EXERCISE OBJECTIVE: After locating the line that contains "config.validate()?;" in the records below, write out exactly that line and each line after it through the one that contains "the config file)", and nothing else.

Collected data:
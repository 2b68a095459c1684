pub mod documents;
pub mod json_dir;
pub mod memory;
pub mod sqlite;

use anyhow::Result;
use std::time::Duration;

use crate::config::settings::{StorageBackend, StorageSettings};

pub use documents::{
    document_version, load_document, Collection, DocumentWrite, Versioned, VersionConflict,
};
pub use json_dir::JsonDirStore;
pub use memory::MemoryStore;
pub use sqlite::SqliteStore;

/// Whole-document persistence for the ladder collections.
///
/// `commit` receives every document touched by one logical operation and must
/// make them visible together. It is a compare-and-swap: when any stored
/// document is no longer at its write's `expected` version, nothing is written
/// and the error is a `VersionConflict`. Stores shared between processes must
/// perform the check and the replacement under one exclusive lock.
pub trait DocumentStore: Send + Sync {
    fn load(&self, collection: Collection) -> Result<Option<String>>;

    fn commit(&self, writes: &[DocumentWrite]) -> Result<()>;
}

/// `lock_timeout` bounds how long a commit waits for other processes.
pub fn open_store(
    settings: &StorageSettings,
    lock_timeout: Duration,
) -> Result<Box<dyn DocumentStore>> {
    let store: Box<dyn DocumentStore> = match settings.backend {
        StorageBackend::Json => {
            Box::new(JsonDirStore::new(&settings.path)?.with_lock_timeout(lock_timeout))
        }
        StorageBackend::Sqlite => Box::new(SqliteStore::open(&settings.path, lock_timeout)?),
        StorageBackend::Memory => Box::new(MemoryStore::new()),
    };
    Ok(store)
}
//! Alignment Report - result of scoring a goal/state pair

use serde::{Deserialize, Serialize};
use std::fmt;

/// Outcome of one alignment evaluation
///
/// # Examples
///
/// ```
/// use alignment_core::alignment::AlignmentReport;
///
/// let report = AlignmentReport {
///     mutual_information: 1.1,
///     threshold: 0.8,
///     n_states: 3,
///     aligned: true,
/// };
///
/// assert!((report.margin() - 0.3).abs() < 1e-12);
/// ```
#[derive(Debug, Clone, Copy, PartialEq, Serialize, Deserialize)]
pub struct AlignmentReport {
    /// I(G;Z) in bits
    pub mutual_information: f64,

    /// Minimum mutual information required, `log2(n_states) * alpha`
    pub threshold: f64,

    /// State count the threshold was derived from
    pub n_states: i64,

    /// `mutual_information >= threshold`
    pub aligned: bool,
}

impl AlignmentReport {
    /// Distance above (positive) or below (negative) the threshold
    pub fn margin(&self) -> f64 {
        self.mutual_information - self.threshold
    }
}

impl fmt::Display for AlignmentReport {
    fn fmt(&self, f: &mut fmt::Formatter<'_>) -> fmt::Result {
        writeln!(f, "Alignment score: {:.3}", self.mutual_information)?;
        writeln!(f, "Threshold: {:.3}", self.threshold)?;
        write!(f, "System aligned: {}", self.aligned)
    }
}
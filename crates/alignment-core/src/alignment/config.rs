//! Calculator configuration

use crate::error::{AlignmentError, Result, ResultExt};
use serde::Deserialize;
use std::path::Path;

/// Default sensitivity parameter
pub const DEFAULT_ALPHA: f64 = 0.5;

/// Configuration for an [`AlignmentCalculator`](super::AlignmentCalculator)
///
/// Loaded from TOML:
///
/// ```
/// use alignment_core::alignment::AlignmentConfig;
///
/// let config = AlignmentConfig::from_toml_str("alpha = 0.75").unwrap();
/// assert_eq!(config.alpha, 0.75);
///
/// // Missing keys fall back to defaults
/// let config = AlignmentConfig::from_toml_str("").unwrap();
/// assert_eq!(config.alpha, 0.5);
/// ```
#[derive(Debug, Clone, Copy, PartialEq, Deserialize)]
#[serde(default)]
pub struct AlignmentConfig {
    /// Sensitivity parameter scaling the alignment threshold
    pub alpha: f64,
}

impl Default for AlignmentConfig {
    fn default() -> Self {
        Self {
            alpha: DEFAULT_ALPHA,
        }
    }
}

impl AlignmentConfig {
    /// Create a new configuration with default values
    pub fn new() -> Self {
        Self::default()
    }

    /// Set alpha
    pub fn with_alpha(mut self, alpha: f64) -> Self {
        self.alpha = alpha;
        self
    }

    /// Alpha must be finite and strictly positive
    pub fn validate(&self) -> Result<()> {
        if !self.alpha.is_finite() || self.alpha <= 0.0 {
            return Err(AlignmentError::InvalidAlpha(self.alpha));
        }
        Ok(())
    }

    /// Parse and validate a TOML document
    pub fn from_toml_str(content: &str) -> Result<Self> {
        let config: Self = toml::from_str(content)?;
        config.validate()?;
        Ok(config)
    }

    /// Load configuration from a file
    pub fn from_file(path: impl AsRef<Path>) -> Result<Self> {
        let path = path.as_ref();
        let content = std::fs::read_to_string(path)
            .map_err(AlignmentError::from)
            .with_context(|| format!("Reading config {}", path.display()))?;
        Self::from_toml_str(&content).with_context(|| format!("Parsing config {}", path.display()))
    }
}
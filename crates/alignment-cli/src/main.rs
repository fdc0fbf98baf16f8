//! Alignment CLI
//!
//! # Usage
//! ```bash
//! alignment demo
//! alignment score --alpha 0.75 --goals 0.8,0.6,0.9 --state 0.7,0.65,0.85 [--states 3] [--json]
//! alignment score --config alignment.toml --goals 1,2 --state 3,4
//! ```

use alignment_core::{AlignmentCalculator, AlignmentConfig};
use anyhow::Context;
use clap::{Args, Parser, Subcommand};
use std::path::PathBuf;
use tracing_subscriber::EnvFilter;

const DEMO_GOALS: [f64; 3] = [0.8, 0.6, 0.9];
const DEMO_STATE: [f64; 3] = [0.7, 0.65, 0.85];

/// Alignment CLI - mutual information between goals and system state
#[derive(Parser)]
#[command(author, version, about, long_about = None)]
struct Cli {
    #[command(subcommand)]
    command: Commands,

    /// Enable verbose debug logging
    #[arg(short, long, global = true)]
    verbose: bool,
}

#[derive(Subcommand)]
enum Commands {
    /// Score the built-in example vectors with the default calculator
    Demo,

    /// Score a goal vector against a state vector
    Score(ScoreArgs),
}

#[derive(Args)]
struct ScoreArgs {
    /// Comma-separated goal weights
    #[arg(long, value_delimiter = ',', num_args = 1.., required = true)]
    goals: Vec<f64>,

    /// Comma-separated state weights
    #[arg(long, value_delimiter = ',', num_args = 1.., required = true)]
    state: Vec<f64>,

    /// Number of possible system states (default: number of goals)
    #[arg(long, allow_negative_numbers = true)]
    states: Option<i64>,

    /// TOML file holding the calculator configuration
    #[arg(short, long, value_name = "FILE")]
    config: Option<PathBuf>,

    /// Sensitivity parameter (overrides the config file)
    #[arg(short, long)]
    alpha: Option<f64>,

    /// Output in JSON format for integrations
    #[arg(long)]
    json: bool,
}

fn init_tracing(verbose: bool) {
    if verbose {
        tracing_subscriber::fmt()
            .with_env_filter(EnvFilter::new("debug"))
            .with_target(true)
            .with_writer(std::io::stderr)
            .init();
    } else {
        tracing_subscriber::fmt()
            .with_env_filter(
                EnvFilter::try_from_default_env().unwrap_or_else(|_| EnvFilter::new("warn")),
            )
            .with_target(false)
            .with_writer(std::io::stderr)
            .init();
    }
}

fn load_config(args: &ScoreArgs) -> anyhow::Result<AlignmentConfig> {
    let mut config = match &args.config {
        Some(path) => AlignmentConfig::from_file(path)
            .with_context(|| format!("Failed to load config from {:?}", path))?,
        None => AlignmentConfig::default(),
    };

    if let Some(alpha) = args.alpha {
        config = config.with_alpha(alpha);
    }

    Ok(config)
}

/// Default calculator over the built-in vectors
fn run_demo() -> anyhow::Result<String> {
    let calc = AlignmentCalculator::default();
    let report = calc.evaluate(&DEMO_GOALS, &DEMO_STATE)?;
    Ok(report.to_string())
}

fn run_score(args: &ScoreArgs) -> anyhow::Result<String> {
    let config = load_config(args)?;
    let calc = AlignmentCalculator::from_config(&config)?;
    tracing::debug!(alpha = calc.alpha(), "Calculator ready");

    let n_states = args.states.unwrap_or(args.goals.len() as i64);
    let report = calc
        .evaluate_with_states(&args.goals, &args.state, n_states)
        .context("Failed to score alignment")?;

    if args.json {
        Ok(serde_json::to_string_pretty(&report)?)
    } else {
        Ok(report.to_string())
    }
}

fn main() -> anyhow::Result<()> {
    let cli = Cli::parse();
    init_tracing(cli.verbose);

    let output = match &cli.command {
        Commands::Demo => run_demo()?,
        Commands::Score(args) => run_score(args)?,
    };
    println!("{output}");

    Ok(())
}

YOUR RESPONSE:
        config.validate()?;
        Ok(config)
    }

    /// Load configuration from a file
    pub fn from_file(path: impl AsRef<Path>) -> Result<Self> {
        let path = path.as_ref();
        let content = std::fs::read_to_string(path)
            .map_err(AlignmentError::from)
            .with_context(|| format!("Reading config {}", path.display()))?;
        Self::from_toml_str(&content).with_context(|| format!("Parsing config {}", path.display()))
    }
}
filename crates/alignment-cli/src/main.rs
repository fdc0fbf98baf16f8
//! Alignment CLI
//!
//! # Usage
//! ```bash
//! alignment demo
//! alignment score --alpha 0.75 --goals 0.8,0.6,0.9 --state 0.7,0.65,0.85 [--states 3] [--json]
//! alignment score --config alignment.toml --goals 1,2 --state 3,4
//! ```

use alignment_core::{AlignmentCalculator, AlignmentConfig};
use anyhow::Context;
use clap::{Args, Parser, Subcommand};
use std::path::PathBuf;
use tracing_subscriber::EnvFilter;

const DEMO_GOALS: [f64; 3] = [0.8, 0.6, 0.9];
const DEMO_STATE: [f64; 3] = [0.7, 0.65, 0.85];

/// Alignment CLI - mutual information between goals and system state
#[derive(Parser)]
#[command(author, version, about, long_about = None)]
struct Cli {
    #[command(subcommand)]
    command: Commands,

    /// Enable verbose debug logging
    #[arg(short, long, global = true)]
    verbose: bool,
}

#[derive(Subcommand)]
enum Commands {
    /// Score the built-in example vectors with the default calculator
    Demo,

    /// Score a goal vector against a state vector
    Score(ScoreArgs),
}

#[derive(Args)]
struct ScoreArgs {
    /// Comma-separated goal weights
    #[arg(long, value_delimiter = ',', num_args = 1.., required = true)]
    goals: Vec<f64>,

    /// Comma-separated state weights
    #[arg(long, value_delimiter = ',', num_args = 1.., required = true)]
    state: Vec<f64>,

    /// Number of possible system states (default: number of goals)
    #[arg(long, allow_negative_numbers = true)]
    states: Option<i64>,

    /// TOML file holding the calculator configuration
    #[arg(short, long, value_name = "FILE")]
    config: Option<PathBuf>,

    /// Sensitivity parameter (overrides the config file)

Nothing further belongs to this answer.